Apesar de não ter sido inaugurado com cerimônia oficial, desde a segunda quinzena de janeiro o CAPS AD III da Vila Leopoldina está em pleno funcionamento. Os Centros de Atenção Psicossocial (CAPS), além das Unidades Básicas de Saúde, são as portas de entrada para o atendimento na área de saúde mental dentro da Secretaria Municipal da Saúde. A modalidade AD diz respeito aos problemas decorrentes do uso abusivo de Álcool e Drogas e o número III quer dizer que o equipamento realiza acolhimento integral, com funcionamento 24 horas.

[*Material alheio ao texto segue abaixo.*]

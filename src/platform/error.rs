// ABOUTME: Error type surfaced by platform control plane operations.
// ABOUTME: Remote failures are propagated to callers unmodified.

/// Errors returned by a platform client.
#[derive(Debug, Clone, PartialEq, Eq, thiserror::Error)]
pub enum PlatformError {
    #[error("resource not found: {0}")]
    NotFound(String),

    #[error("resource already exists: {0}")]
    AlreadyExists(String),

    #[error("request rejected: {0}")]
    Validation(String),

    #[error("access denied: {0}")]
    AccessDenied(String),

    #[error("request throttled: {0}")]
    Throttled(String),

    #[error("platform service error: {0}")]
    Service(String),
}

impl PlatformError {
    pub fn is_not_found(&self) -> bool {
        matches!(self, PlatformError::NotFound(_))
    }

    pub fn is_already_exists(&self) -> bool {
        matches!(self, PlatformError::AlreadyExists(_))
    }

    /// Whether retrying the same request later could succeed.
    pub fn is_retryable(&self) -> bool {
        matches!(self, PlatformError::Throttled(_) | PlatformError::Service(_))
    }
}
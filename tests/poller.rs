// ABOUTME: Integration tests for waiting on environment state.
// ABOUTME: Exercises convergence, timeouts, query failures and cancellation.

mod support;

use greenswap::platform::*;
use greenswap::poll::{Goal, PollOptions, WaitErrorKind, wait_for_state};
use greenswap::types::{ApplicationName, PhysicalName};
use std::time::Duration;

async fn launched(platform: &MemoryPlatform, script: LaunchScript) -> PhysicalName {
    support::init_tracing();
    platform
        .create_application(&CreateApplicationRequest {
            application_name: ApplicationName::new("demo"),
            description: None,
        })
        .await
        .unwrap();
    platform.script_next_launch(script);
    let name = PhysicalName::new("web-1700000000000");
    platform
        .create_environment(&CreateEnvironmentRequest {
            application_name: ApplicationName::new("demo"),
            environment_name: name.clone(),
            version_label: None,
            description: None,
            solution_stack_name: Some(support::STACK.to_string()),
            template_name: None,
            cname_prefix: None,
            tags: vec![],
            option_settings: vec![],
            options_to_remove: vec![],
            tier: None,
            extra_fields: Default::default(),
        })
        .await
        .unwrap();
    name
}

fn options(timeout: Option<Duration>) -> PollOptions {
    PollOptions::new(Duration::from_secs(10), timeout)
}

#[tokio::test(start_paused = true)]
async fn waits_until_environment_is_ready() {
    let platform = MemoryPlatform::new();
    let name = launched(&platform, LaunchScript::healthy().settle_after(3)).await;
    let started = tokio::time::Instant::now();

    let env = wait_for_state(
        &platform,
        &ApplicationName::new("demo"),
        &name,
        Goal::Status(EnvironmentStatus::Ready),
        &options(Some(Duration::from_secs(600))),
    )
    .await
    .unwrap();

    assert_eq!(env.status, EnvironmentStatus::Ready);
    assert_eq!(env.health, Health::Green);
    // Immediate first query, then two intervals
    assert_eq!(started.elapsed(), Duration::from_secs(20));
    assert_eq!(platform.count(Operation::DescribeEnvironments), 3);
}

#[tokio::test(start_paused = true)]
async fn health_that_never_turns_green_times_out() {
    let platform = MemoryPlatform::new();
    let name = launched(&platform, LaunchScript::unhealthy(Health::Yellow)).await;

    let err = wait_for_state(
        &platform,
        &ApplicationName::new("demo"),
        &name,
        Goal::Health(Health::Green),
        &options(Some(Duration::from_secs(60))),
    )
    .await
    .unwrap_err();

    assert_eq!(err.kind(), WaitErrorKind::Timeout);
    let message = err.to_string();
    assert!(message.contains("health"));
    assert!(message.contains("Green"));
}

#[tokio::test(start_paused = true)]
async fn zero_timeout_waits_indefinitely() {
    let platform = MemoryPlatform::new();
    let name = launched(&platform, LaunchScript::healthy().settle_after(50)).await;

    let env = wait_for_state(
        &platform,
        &ApplicationName::new("demo"),
        &name,
        Goal::Status(EnvironmentStatus::Ready),
        &options(Some(Duration::ZERO)),
    )
    .await
    .unwrap();

    assert_eq!(env.status, EnvironmentStatus::Ready);
}

#[tokio::test(start_paused = true)]
async fn failing_query_surfaces_immediately() {
    let platform = MemoryPlatform::new();
    let name = launched(&platform, LaunchScript::healthy()).await;
    platform.fail_next(
        Operation::DescribeEnvironments,
        PlatformError::AccessDenied("no describe".to_string()),
    );

    let err = wait_for_state(
        &platform,
        &ApplicationName::new("demo"),
        &name,
        Goal::Status(EnvironmentStatus::Ready),
        &options(None),
    )
    .await
    .unwrap_err();

    assert_eq!(err.kind(), WaitErrorKind::QueryFailed);
    assert_eq!(platform.count(Operation::DescribeEnvironments), 1);
}

#[tokio::test(start_paused = true)]
async fn absent_environment_keeps_polling_until_timeout() {
    let platform = MemoryPlatform::new();
    launched(&platform, LaunchScript::healthy()).await;

    let err = wait_for_state(
        &platform,
        &ApplicationName::new("demo"),
        &PhysicalName::new("web-not-there"),
        Goal::Status(EnvironmentStatus::Ready),
        &options(Some(Duration::from_secs(35))),
    )
    .await
    .unwrap_err();

    assert!(err.is_timeout());
    // Queries at 0, 10, 20 and 30 seconds
    assert_eq!(platform.count(Operation::DescribeEnvironments), 4);
}

#[tokio::test(start_paused = true)]
async fn dropping_the_wait_stops_polling() {
    let platform = MemoryPlatform::new();
    let name = launched(&platform, LaunchScript::unhealthy(Health::Red)).await;
    let application = ApplicationName::new("demo");
    let goal = Goal::Health(Health::Green);
    let options = options(None);

    let wait = wait_for_state(&platform, &application, &name, goal, &options);
    assert!(
        tokio::time::timeout(Duration::from_secs(25), wait)
            .await
            .is_err()
    );
    let polled = platform.count(Operation::DescribeEnvironments);

    tokio::time::sleep(Duration::from_secs(100)).await;
    assert_eq!(platform.count(Operation::DescribeEnvironments), polled);
}
// ABOUTME: Library root for greenswap - exposes public types for testing.
// ABOUTME: The main binary is in main.rs.

pub mod application;
pub mod config;
pub mod deploy;
pub mod deployer;
pub mod environment;
pub mod error;
pub mod output;
pub mod platform;
pub mod poll;
pub mod types;

pub use application::Application;
pub use config::{DeploySettings, Manifest};
pub use deployer::Deployer;
pub use environment::{Environment, EnvironmentEvent, EnvironmentOptions};
pub use error::{Error, Result};
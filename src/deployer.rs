// ABOUTME: Entry point owning the platform client, deploy gate and cleanup queue.
// ABOUTME: Hands out application handles and recovers cleanup left by earlier runs.

use std::sync::Arc;

use crate::application::Application;
use crate::config::{DeploySettings, Manifest};
use crate::deploy::{CleanupIntent, CleanupQueue, CleanupReason, DeployGate, pending_from_journal};
use crate::error::Result;
use crate::platform::{ApplicationDescription, DescribeApplicationsRequest, PlatformClient};
use crate::types::ApplicationName;

/// State shared by every handle created from one deployer.
pub(crate) struct Shared<P: ?Sized> {
    pub(crate) platform: Arc<P>,
    pub(crate) settings: DeploySettings,
    pub(crate) gate: DeployGate,
    pub(crate) cleanup: CleanupQueue,
}

impl<P: ?Sized> Clone for Shared<P> {
    fn clone(&self) -> Self {
        Self {
            platform: self.platform.clone(),
            settings: self.settings.clone(),
            gate: self.gate.clone(),
            cleanup: self.cleanup.clone(),
        }
    }
}

/// Orchestrates applications and blue-green deploys against one platform.
///
/// Must be created inside a tokio runtime: it starts the cleanup worker.
pub struct Deployer<P: ?Sized> {
    shared: Shared<P>,
}

impl<P> Deployer<P>
where
    P: PlatformClient + ?Sized + 'static,
{
    pub fn new(platform: Arc<P>, settings: DeploySettings) -> Self {
        let cleanup = CleanupQueue::spawn(platform.clone(), settings.cleanup_journal.clone());
        Self {
            shared: Shared {
                platform,
                settings,
                gate: DeployGate::new(),
                cleanup,
            },
        }
    }

    pub fn platform(&self) -> &Arc<P> {
        &self.shared.platform
    }

    pub fn settings(&self) -> &DeploySettings {
        &self.shared.settings
    }

    pub fn gate(&self) -> &DeployGate {
        &self.shared.gate
    }

    pub fn cleanup(&self) -> &CleanupQueue {
        &self.shared.cleanup
    }

    /// A handle on `name`. Nothing is sent to the platform.
    pub fn application(&self, name: ApplicationName, description: Option<String>) -> Application<P> {
        Application::new(self.shared.clone(), name, description)
    }

    /// A handle on the application a manifest declares.
    pub fn application_from(&self, manifest: &Manifest) -> Application<P> {
        self.application(manifest.name.clone(), manifest.description.clone())
    }

    /// Idempotently create `name` and return its handle.
    pub async fn create_application(
        &self,
        name: ApplicationName,
        description: Option<String>,
    ) -> Result<Application<P>> {
        let application = self.application(name, description);
        application.initialize().await?;
        Ok(application)
    }

    /// Delete `name` and everything in it. Absent applications are fine.
    pub async fn remove_application(&self, name: ApplicationName) -> Result<()> {
        self.application(name, None).remove().await
    }

    pub async fn applications(&self) -> Result<Vec<ApplicationDescription>> {
        let request = DescribeApplicationsRequest::default();
        Ok(self.shared.platform.describe_applications(&request).await?)
    }

    /// A handle on an existing application, `None` when absent.
    pub async fn get_application(&self, name: ApplicationName) -> Result<Option<Application<P>>> {
        let request = DescribeApplicationsRequest::named(&name);
        let found = self
            .shared
            .platform
            .describe_applications(&request)
            .await?
            .into_iter()
            .find(|app| app.application_name == name);

        Ok(found.map(|description| {
            let application = self.application(name, description.description.clone());
            application.cache(description);
            application
        }))
    }

    pub async fn list_solution_stacks(&self) -> Result<Vec<String>> {
        Ok(self.shared.platform.list_available_solution_stacks().await?)
    }

    /// Re-queue terminations that an earlier run journaled but never
    /// finished. Returns what was queued.
    pub fn reconcile(&self) -> Result<Vec<CleanupIntent>> {
        let Some(path) = self.shared.settings.cleanup_journal.as_deref() else {
            return Ok(vec![]);
        };

        let cleanup = &self.shared.cleanup;
        let recovered: Vec<CleanupIntent> = pending_from_journal(path)?
            .into_iter()
            .filter(|intent| !cleanup.is_pending(&intent.application, &intent.environment))
            .map(|intent| {
                CleanupIntent::new(intent.application, intent.environment, CleanupReason::Recovered)
            })
            .collect();

        if !recovered.is_empty() {
            tracing::info!(count = recovered.len(), path = %path.display(), "recovering pending cleanup");
        }
        for intent in &recovered {
            self.shared.cleanup.enqueue(intent.clone());
        }
        Ok(recovered)
    }

    /// Wait for queued terminations to be processed.
    pub async fn flush(&self) {
        self.shared.cleanup.flush().await;
    }
}
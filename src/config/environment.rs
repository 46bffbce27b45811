// ABOUTME: Manifest entry for one logical environment.
// ABOUTME: Flattens `aws:` namespace keys into sorted option settings and passes other keys through.

use serde::Deserialize;
use std::collections::BTreeMap;

use super::deserialize::{
    deserialize_cname_prefix_option, deserialize_environment_name, deserialize_tags,
    deserialize_tier_option,
};
use super::env_value::{EnvValue, resolve_env_map};
use crate::environment::EnvironmentOptions;
use crate::error::Result;
use crate::platform::{OptionSetting, OptionSpecifier, Tag, Tier};
use crate::types::{CnamePrefix, EnvironmentName, VersionLabel};

/// Prefix of keys that name a platform option namespace.
pub const OPTION_NAMESPACE_PREFIX: &str = "aws:";

/// Request fields greenswap fills in itself.
const MANAGED_FIELDS: &[&str] = &["ApplicationName", "EnvironmentName"];

/// A declared logical environment.
#[derive(Debug, Clone, PartialEq, Deserialize)]
#[serde(try_from = "RawEnvironment")]
pub struct EnvironmentManifest {
    pub name: EnvironmentName,
    pub cname_prefix: Option<CnamePrefix>,
    pub description: Option<String>,
    pub tier: Option<Tier>,
    pub tags: BTreeMap<String, String>,
    pub solution_stack_name: Option<String>,
    pub template_name: Option<String>,
    pub version_label: Option<VersionLabel>,
    pub options_to_remove: Vec<OptionSpecifier>,
    /// Namespace to option name to value.
    pub options: BTreeMap<String, BTreeMap<String, EnvValue>>,
    /// Settings given directly in the platform's `OptionSettings` form.
    pub option_settings: Vec<OptionSetting>,
    /// Remaining keys, forwarded as top-level request fields.
    pub extra_fields: BTreeMap<String, serde_json::Value>,
}

impl EnvironmentManifest {
    /// Resolve env references and build the declared configuration.
    pub fn resolve(&self) -> Result<EnvironmentOptions> {
        let mut option_settings = self.option_settings.clone();
        for (namespace, values) in &self.options {
            for (option_name, value) in resolve_env_map(values)? {
                option_settings.push(OptionSetting {
                    namespace: namespace.clone(),
                    option_name,
                    value,
                });
            }
        }
        option_settings.sort_by(|a, b| {
            (a.namespace.as_str(), a.option_name.as_str())
                .cmp(&(b.namespace.as_str(), b.option_name.as_str()))
        });

        let tags = self
            .tags
            .iter()
            .map(|(key, value)| Tag {
                key: key.clone(),
                value: value.clone(),
            })
            .collect();

        Ok(EnvironmentOptions {
            cname_prefix: self.cname_prefix.clone(),
            description: self.description.clone(),
            solution_stack_name: self.solution_stack_name.clone(),
            template_name: self.template_name.clone(),
            tier: self.tier.clone(),
            tags,
            option_settings,
            options_to_remove: self.options_to_remove.clone(),
            version_label: self.version_label.clone(),
            extra_fields: self.extra_fields.clone(),
        })
    }
}

#[derive(Deserialize)]
struct RawEnvironment {
    #[serde(deserialize_with = "deserialize_environment_name")]
    name: EnvironmentName,

    #[serde(
        rename = "CNAMEPrefix",
        default,
        deserialize_with = "deserialize_cname_prefix_option"
    )]
    cname_prefix: Option<CnamePrefix>,

    #[serde(alias = "Description", default)]
    description: Option<String>,

    #[serde(alias = "Tier", default, deserialize_with = "deserialize_tier_option")]
    tier: Option<Tier>,

    #[serde(alias = "Tags", default, deserialize_with = "deserialize_tags")]
    tags: BTreeMap<String, String>,

    #[serde(rename = "solutionStackName", alias = "SolutionStackName", default)]
    solution_stack_name: Option<String>,

    #[serde(rename = "templateName", alias = "TemplateName", default)]
    template_name: Option<String>,

    #[serde(rename = "versionLabel", alias = "VersionLabel", default)]
    version_label: Option<String>,

    #[serde(rename = "optionsToRemove", alias = "OptionsToRemove", default)]
    options_to_remove: Vec<OptionSpecifier>,

    #[serde(rename = "optionSettings", alias = "OptionSettings", default)]
    option_settings: Vec<OptionSetting>,

    #[serde(flatten)]
    rest: BTreeMap<String, serde_yaml::Value>,
}

impl TryFrom<RawEnvironment> for EnvironmentManifest {
    type Error = String;

    fn try_from(raw: RawEnvironment) -> std::result::Result<Self, Self::Error> {
        let version_label = raw
            .version_label
            .map(|label| {
                VersionLabel::parse(&label)
                    .ok_or_else(|| format!("empty VersionLabel in environment {}", raw.name))
            })
            .transpose()?;

        let mut options = BTreeMap::new();
        let mut extra_fields = BTreeMap::new();
        for (key, value) in raw.rest {
            if key.starts_with(OPTION_NAMESPACE_PREFIX) {
                let values: BTreeMap<String, EnvValue> = serde_yaml::from_value(value)
                    .map_err(|e| format!("invalid options in `{key}`: {e}"))?;
                options.insert(key, values);
            } else if MANAGED_FIELDS.contains(&key.as_str()) {
                return Err(format!(
                    "`{key}` is set by greenswap and cannot be declared in environment {}",
                    raw.name
                ));
            } else {
                let value = serde_json::to_value(&value)
                    .map_err(|e| format!("invalid value for `{key}`: {e}"))?;
                extra_fields.insert(key, value);
            }
        }

        Ok(EnvironmentManifest {
            name: raw.name,
            cname_prefix: raw.cname_prefix,
            description: raw.description,
            tier: raw.tier,
            tags: raw.tags,
            solution_stack_name: raw.solution_stack_name,
            template_name: raw.template_name,
            version_label,
            options_to_remove: raw.options_to_remove,
            options,
            option_settings: raw.option_settings,
            extra_fields,
        })
    }
}
// ABOUTME: Manifest types and parsing for greenswap.yml.
// ABOUTME: Handles YAML parsing, manifest discovery, and deploy timing settings.

mod deserialize;
mod env_value;
mod environment;
mod init;

pub use env_value::{EnvValue, resolve_env_map};
pub use environment::{EnvironmentManifest, OPTION_NAMESPACE_PREFIX};
pub use init::init_config;

use crate::error::{Error, Result};
use crate::poll::PollOptions;
use crate::types::{ApplicationName, EnvironmentName};
use deserialize::deserialize_application_name;
use serde::Deserialize;
use std::collections::HashSet;
use std::path::{Path, PathBuf};
use std::time::Duration;

pub const CONFIG_FILENAME: &str = "greenswap.yml";
pub const CONFIG_FILENAME_ALT: &str = "greenswap.yaml";
pub const CONFIG_FILENAME_DIR: &str = ".greenswap/config.yml";

/// Declared application and its environments.
#[derive(Debug, Clone, Deserialize)]
#[serde(deny_unknown_fields)]
pub struct Manifest {
    #[serde(deserialize_with = "deserialize_application_name")]
    pub name: ApplicationName,

    #[serde(default)]
    pub description: Option<String>,

    #[serde(default)]
    pub environments: Vec<EnvironmentManifest>,

    #[serde(default)]
    pub deploy: DeploySettings,
}

/// Timing of deploys, waits and cleanup.
#[derive(Debug, Clone, PartialEq, Eq, Deserialize)]
#[serde(deny_unknown_fields)]
pub struct DeploySettings {
    #[serde(default = "default_poll_interval", with = "humantime_serde")]
    pub poll_interval: Duration,

    /// Bound on waiting for a new environment to turn Green.
    #[serde(default = "default_health_timeout", with = "humantime_serde")]
    pub health_timeout: Duration,

    /// Fallback bound for status and health waits.
    #[serde(default = "default_status_timeout", with = "humantime_serde")]
    pub status_timeout: Duration,

    /// Bound on the post-swap health re-check.
    #[serde(default = "default_verify_timeout", with = "humantime_serde")]
    pub verify_timeout: Duration,

    /// JSON lines file recording cleanup intents.
    #[serde(default)]
    pub cleanup_journal: Option<PathBuf>,
}

fn default_poll_interval() -> Duration {
    Duration::from_secs(10)
}

fn default_health_timeout() -> Duration {
    Duration::from_secs(600)
}

fn default_status_timeout() -> Duration {
    Duration::from_secs(600)
}

fn default_verify_timeout() -> Duration {
    Duration::from_secs(30)
}

impl Default for DeploySettings {
    fn default() -> Self {
        Self {
            poll_interval: default_poll_interval(),
            health_timeout: default_health_timeout(),
            status_timeout: default_status_timeout(),
            verify_timeout: default_verify_timeout(),
            cleanup_journal: None,
        }
    }
}

impl DeploySettings {
    /// Poll options bounded by `timeout`, or by the status timeout.
    pub fn poll(&self, timeout: Option<Duration>) -> PollOptions {
        PollOptions::new(self.poll_interval, Some(timeout.unwrap_or(self.status_timeout)))
    }

    pub fn health_poll(&self) -> PollOptions {
        PollOptions::new(self.poll_interval, Some(self.health_timeout))
    }
}

impl Manifest {
    pub fn from_yaml(yaml: &str) -> Result<Self> {
        let manifest: Manifest = serde_yaml::from_str(yaml)?;
        manifest.validate()?;
        Ok(manifest)
    }

    pub fn load(path: &Path) -> Result<Self> {
        let content = std::fs::read_to_string(path)?;
        Self::from_yaml(&content)
    }

    /// Path of the first manifest found in `dir`.
    pub fn locate(dir: &Path) -> Result<PathBuf> {
        let candidates = [
            dir.join(CONFIG_FILENAME),
            dir.join(CONFIG_FILENAME_ALT),
            dir.join(CONFIG_FILENAME_DIR),
        ];

        candidates
            .into_iter()
            .find(|path| path.exists())
            .ok_or_else(|| Error::ConfigNotFound(dir.to_path_buf()))
    }

    pub fn discover(dir: &Path) -> Result<Self> {
        Self::load(&Self::locate(dir)?)
    }

    pub fn environment(&self, name: &EnvironmentName) -> Option<&EnvironmentManifest> {
        self.environments.iter().find(|env| &env.name == name)
    }

    fn validate(&self) -> Result<()> {
        let mut seen = HashSet::new();
        for env in &self.environments {
            if !seen.insert(env.name.as_str()) {
                return Err(Error::InvalidConfig(format!(
                    "environment {} is declared more than once",
                    env.name
                )));
            }
            if env.solution_stack_name.is_some() && env.template_name.is_some() {
                return Err(Error::ConfigConflict(env.name.to_string()));
            }
        }

        if self.deploy.poll_interval.is_zero() {
            return Err(Error::InvalidConfig(
                "deploy.poll_interval must be greater than zero".to_string(),
            ));
        }
        Ok(())
    }
}
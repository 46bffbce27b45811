// ABOUTME: Source bundle reference parsing and validation.
// ABOUTME: Handles formats like bucket/key.zip and s3://bucket/path/key.zip.

use serde::{Deserialize, Serialize};
use std::fmt;
use thiserror::Error;

#[derive(Debug, Error)]
pub enum ParseBundleRefError {
    #[error("bundle reference cannot be empty")]
    Empty,

    #[error("bundle reference is missing an object key: {0}")]
    MissingKey(String),

    #[error("invalid character in bundle bucket: {0}")]
    InvalidChar(char),
}

/// Location of a deployable artifact in the object store.
#[derive(Debug, Clone, PartialEq, Eq, Hash, Serialize, Deserialize)]
pub struct BundleRef {
    #[serde(rename = "S3Bucket")]
    bucket: String,
    #[serde(rename = "S3Key")]
    key: String,
}

impl BundleRef {
    pub fn new(bucket: impl Into<String>, key: impl Into<String>) -> Self {
        Self {
            bucket: bucket.into(),
            key: key.into(),
        }
    }

    pub fn parse(input: &str) -> Result<Self, ParseBundleRefError> {
        let input = input.trim();
        let input = input.strip_prefix("s3://").unwrap_or(input);
        if input.is_empty() {
            return Err(ParseBundleRefError::Empty);
        }

        let (bucket, key) = input
            .split_once('/')
            .filter(|(bucket, key)| !bucket.is_empty() && !key.is_empty())
            .ok_or_else(|| ParseBundleRefError::MissingKey(input.to_string()))?;

        // Bucket names: lowercase letters, digits, dots, hyphens
        for c in bucket.chars() {
            if !c.is_ascii_lowercase() && !c.is_ascii_digit() && c != '.' && c != '-' {
                return Err(ParseBundleRefError::InvalidChar(c));
            }
        }

        Ok(Self::new(bucket, key))
    }

    pub fn bucket(&self) -> &str {
        &self.bucket
    }

    pub fn key(&self) -> &str {
        &self.key
    }
}

impl fmt::Display for BundleRef {
    fn fmt(&self, f: &mut fmt::Formatter<'_>) -> fmt::Result {
        write!(f, "s3://{}/{}", self.bucket, self.key)
    }
}
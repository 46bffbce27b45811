// ABOUTME: Validated CNAME prefix for the canonical alias of a logical environment.
// ABOUTME: Ensures prefixes are usable as a single DNS label.

use std::fmt;
use thiserror::Error;

#[derive(Debug, Error)]
pub enum CnamePrefixError {
    #[error("CNAME prefix cannot be empty")]
    Empty,

    #[error("CNAME prefix exceeds maximum length of 63 characters")]
    TooLong,

    #[error("CNAME prefix cannot start or end with a hyphen")]
    EdgeHyphen,

    #[error("invalid character in CNAME prefix: '{0}'")]
    InvalidChar(char),
}

#[derive(Debug, Clone, PartialEq, Eq, Hash)]
pub struct CnamePrefix(String);

impl CnamePrefix {
    pub fn new(value: &str) -> Result<Self, CnamePrefixError> {
        let trimmed = value.trim();
        if trimmed.is_empty() {
            return Err(CnamePrefixError::Empty);
        }

        if trimmed.len() > 63 {
            return Err(CnamePrefixError::TooLong);
        }

        if trimmed.starts_with('-') || trimmed.ends_with('-') {
            return Err(CnamePrefixError::EdgeHyphen);
        }

        for c in trimmed.chars() {
            if !c.is_ascii_alphanumeric() && c != '-' {
                return Err(CnamePrefixError::InvalidChar(c));
            }
        }

        Ok(Self(trimmed.to_ascii_lowercase()))
    }

    pub fn as_str(&self) -> &str {
        &self.0
    }

    /// Whether a fully qualified CNAME was issued for this prefix.
    pub fn matches(&self, cname: &str) -> bool {
        cname
            .strip_prefix(self.0.as_str())
            .is_some_and(|rest| rest.starts_with('.'))
    }
}

impl fmt::Display for CnamePrefix {
    fn fmt(&self, f: &mut fmt::Formatter<'_>) -> fmt::Result {
        write!(f, "{}", self.0)
    }
}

A unidade da Vila Leopoldina conta com uma equipe multidisciplinar composta por quatro médicos, um clínico geral e três psiquiatras, oito enfermeiros, dezesseis técnicos em enfermagem, cinco psicólogos, dois assistentes sociais, quatro terapeutas ocupacionais, quatro agentes redutores de danos e um professor de educação física. Qualquer pessoa que precise de ajuda para lidar com problemas relacionados a álcool e drogas (lícitas ou não) pode ir diretamente à unidade que fica na Avenida Queiroz Filho, 399, e funciona com portas abertas das 7h às 19h. Após esse período, o CAPS realiza o atendimento de pacientes que estão em fase de acompanhamento ou em situação de vulnerabilidade, que podem dormir em um dos oito leitos da unidade por quinze dias, sendo que o prazo pode ser estendido de acordo com o tratamento necessário. Os profissionais também realizam visitas domiciliares, oficinas e práticas interativas. “Nosso objetivo é tratar a saúde das pessoas e auxiliá-las com as tarefas do seu dia a dia, não apenas impedir que elas usem as substâncias por um período de tempo. O tratamento é mais longo”, explica o gerente da unidade Antônio Sérgio Gonçalves.

Bárbara Dantine
Unidade conta com oito leitos

Como o abuso de substâncias é frequentemente associado a outros distúrbios, o CAPS realiza um trabalho de rede com outros equipamentos da região e é referência para o encaminhamento de pacientes de seis UBSs, além de fazer parcerias e trabalhos com unidades da assistência social como o Centro de Acolhida Zancone, Centro Temporário de Acolhimento da Lapa e Atende Vila Leopoldina.

Gonçalves explica que a maior parte dos atendimentos ocorre de forma espontânea, com pacientes que vão por conta própria ao CAPS, ao invés de serem encaminhados por equipamentos da atenção básica. Os casos mais frequentes são os de uso de álcool e cocaína. A localização foi um critério importante para a escolha do imóvel. “Aqui estamos próximos ao PS da Lapa, que é referência no atendimento emergencial psiquiátrico, e da Avenida Doutor Gastão Vidigal, onde existe cena de uso”, explica o gerente. Além do tratamento e atendimentos de saúde, os profissionais auxiliam os pacientes que precisam de apoio para realizar outras tarefas como regularizar documentos no Poupatempo ou resolver questões jurídicas. Nos dias mais movimentados a unidade chegar a receber mais de 40 pessoas.

Quem busca por atendimentos de saúde mental que não estejam ligados ao consumo de drogas ou álcool, pode procurar o atendimento no CAPS III Adulto Lapa (Rua Brigadeiro Gavião Peixoto, 727), CAPS Adulto II Perdizes (Rua Doutor Cândido Espinheira, 616) ou no caso de crianças e adolescentes, no CAPS IJ II Lapa (Rua Bergson, 52).